__Directions__. Please copy every line from the following entries in which the word "Other" appears.

(Saved data entries)
=== Section Start ===
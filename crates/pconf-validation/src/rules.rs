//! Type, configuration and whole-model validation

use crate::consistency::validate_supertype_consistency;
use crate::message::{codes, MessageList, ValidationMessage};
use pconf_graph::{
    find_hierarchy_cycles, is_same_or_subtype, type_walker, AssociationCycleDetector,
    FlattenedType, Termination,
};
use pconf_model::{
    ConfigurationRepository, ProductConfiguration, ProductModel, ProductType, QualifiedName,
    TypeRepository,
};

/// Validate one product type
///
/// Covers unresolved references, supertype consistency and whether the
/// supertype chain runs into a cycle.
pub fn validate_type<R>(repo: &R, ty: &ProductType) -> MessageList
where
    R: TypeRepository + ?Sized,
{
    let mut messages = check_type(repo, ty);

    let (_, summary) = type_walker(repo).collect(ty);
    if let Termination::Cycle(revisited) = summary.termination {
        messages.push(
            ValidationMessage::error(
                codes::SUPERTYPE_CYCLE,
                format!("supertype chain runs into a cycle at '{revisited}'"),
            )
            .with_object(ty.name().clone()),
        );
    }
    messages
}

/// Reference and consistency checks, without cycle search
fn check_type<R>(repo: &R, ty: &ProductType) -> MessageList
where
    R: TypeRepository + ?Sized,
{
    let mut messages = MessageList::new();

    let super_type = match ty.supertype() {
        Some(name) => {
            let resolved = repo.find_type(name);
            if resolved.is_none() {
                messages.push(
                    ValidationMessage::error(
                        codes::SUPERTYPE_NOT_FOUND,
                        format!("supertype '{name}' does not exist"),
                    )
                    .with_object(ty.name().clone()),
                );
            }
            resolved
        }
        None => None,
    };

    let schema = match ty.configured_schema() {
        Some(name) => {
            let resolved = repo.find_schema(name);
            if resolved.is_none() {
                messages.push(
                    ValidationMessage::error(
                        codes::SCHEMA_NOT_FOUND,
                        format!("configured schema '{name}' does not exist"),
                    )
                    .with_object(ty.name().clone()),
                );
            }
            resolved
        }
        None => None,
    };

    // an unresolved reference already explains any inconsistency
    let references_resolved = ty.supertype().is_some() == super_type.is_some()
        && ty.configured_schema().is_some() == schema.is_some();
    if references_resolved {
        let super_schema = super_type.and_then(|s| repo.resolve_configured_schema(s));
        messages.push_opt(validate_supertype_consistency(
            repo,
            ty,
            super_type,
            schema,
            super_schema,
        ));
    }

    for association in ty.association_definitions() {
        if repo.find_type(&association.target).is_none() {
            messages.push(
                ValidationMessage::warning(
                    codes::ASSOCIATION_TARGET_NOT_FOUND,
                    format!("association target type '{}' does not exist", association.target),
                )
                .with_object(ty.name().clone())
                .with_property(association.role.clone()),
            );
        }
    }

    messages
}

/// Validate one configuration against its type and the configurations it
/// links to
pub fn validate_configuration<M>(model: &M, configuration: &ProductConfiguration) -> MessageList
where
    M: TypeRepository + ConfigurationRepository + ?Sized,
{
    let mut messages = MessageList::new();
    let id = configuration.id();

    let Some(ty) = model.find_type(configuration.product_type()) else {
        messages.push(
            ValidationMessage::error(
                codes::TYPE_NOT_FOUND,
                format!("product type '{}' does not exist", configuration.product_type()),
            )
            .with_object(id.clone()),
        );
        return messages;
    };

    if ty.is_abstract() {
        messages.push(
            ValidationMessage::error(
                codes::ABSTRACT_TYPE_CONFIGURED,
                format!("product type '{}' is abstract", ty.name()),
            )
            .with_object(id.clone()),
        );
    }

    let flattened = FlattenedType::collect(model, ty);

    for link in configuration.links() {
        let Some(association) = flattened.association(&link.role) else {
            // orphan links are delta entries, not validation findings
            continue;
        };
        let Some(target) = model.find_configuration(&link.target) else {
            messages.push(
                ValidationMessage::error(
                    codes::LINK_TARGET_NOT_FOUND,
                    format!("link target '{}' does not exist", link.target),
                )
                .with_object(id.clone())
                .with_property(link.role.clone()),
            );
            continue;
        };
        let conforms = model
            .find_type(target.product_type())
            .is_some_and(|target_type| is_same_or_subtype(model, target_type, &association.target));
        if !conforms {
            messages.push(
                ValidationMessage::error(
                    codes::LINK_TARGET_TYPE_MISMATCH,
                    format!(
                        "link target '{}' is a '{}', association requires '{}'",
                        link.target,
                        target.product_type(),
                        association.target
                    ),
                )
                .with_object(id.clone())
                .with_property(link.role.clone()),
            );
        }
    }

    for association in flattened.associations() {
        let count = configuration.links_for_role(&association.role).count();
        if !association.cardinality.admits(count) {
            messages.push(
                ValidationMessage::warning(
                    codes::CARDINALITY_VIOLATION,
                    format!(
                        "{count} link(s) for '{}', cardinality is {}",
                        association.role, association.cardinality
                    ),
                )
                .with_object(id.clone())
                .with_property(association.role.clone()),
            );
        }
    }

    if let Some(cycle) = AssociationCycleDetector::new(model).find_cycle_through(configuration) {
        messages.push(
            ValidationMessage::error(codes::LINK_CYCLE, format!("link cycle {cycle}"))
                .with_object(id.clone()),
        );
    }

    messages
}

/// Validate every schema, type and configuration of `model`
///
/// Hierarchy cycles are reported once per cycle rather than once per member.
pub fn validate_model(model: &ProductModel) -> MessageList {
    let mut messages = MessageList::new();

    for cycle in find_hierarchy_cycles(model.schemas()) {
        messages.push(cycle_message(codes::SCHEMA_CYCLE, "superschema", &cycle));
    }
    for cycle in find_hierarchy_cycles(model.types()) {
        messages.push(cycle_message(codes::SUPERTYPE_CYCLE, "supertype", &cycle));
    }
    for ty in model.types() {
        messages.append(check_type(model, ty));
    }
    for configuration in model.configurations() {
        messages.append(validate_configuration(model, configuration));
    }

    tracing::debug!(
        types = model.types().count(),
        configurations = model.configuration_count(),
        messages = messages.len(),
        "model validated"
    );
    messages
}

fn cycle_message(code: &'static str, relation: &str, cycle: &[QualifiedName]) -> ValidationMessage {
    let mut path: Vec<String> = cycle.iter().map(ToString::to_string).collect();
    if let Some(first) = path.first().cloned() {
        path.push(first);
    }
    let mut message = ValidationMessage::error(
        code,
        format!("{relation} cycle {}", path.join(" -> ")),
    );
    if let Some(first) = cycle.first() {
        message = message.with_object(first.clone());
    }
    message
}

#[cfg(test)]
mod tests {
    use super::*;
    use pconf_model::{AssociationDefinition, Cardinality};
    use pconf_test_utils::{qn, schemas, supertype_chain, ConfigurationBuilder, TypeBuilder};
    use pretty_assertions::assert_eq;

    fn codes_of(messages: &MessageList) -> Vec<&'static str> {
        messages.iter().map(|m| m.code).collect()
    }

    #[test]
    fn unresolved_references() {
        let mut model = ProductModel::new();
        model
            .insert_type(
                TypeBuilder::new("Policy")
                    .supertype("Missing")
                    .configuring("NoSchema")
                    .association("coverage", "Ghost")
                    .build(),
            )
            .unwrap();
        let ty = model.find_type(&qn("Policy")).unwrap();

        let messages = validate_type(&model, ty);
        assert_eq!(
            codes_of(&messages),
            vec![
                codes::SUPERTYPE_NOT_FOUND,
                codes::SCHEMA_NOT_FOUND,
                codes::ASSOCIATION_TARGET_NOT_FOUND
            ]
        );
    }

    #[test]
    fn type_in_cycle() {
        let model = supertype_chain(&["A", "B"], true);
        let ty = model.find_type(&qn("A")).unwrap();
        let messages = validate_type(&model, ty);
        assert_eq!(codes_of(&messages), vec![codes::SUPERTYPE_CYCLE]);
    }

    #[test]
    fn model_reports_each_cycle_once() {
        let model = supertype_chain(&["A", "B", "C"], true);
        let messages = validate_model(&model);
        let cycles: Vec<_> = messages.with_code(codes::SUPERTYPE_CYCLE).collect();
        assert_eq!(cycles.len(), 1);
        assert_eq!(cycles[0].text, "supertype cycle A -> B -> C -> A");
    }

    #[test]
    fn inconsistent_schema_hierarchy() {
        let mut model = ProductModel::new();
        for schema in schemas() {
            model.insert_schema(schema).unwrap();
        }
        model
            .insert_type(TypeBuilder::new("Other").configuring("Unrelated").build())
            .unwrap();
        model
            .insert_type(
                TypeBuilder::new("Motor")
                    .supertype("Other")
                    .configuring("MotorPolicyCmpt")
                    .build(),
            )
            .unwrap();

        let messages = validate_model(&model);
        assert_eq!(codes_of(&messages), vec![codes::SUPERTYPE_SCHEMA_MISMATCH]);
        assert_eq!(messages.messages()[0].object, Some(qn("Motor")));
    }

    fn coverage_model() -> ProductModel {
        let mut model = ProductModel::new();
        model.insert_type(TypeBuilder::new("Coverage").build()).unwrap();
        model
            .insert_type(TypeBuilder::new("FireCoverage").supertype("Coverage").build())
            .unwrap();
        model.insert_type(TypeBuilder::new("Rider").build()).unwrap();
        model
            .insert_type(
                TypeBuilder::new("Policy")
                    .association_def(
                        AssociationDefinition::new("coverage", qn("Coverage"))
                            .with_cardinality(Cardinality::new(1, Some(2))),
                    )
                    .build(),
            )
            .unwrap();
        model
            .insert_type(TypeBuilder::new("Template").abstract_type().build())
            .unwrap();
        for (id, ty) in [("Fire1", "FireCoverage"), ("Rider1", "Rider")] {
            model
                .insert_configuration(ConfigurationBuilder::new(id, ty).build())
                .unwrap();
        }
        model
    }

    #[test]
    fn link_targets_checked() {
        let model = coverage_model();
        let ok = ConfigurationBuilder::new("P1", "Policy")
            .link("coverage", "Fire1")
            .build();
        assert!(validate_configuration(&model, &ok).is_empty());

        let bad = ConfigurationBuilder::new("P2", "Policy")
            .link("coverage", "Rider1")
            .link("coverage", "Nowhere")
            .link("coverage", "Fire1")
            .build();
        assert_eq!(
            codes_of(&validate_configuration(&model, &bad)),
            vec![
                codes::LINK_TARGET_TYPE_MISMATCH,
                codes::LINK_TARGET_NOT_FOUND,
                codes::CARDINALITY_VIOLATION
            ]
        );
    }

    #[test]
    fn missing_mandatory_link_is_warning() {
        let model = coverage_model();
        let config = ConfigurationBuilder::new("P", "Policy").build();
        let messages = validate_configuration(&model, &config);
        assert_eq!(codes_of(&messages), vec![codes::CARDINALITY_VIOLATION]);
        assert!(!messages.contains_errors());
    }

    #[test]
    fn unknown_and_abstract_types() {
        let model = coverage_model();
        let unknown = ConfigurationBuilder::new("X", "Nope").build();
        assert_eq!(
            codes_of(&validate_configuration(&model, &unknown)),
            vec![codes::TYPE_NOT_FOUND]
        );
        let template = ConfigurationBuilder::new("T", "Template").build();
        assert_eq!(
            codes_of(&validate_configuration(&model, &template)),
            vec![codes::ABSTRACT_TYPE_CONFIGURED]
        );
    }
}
=== Section End ===
__Written response__.
            .insert_type(TypeBuilder::new("Other").configuring("Unrelated").build())
                    .supertype("Other")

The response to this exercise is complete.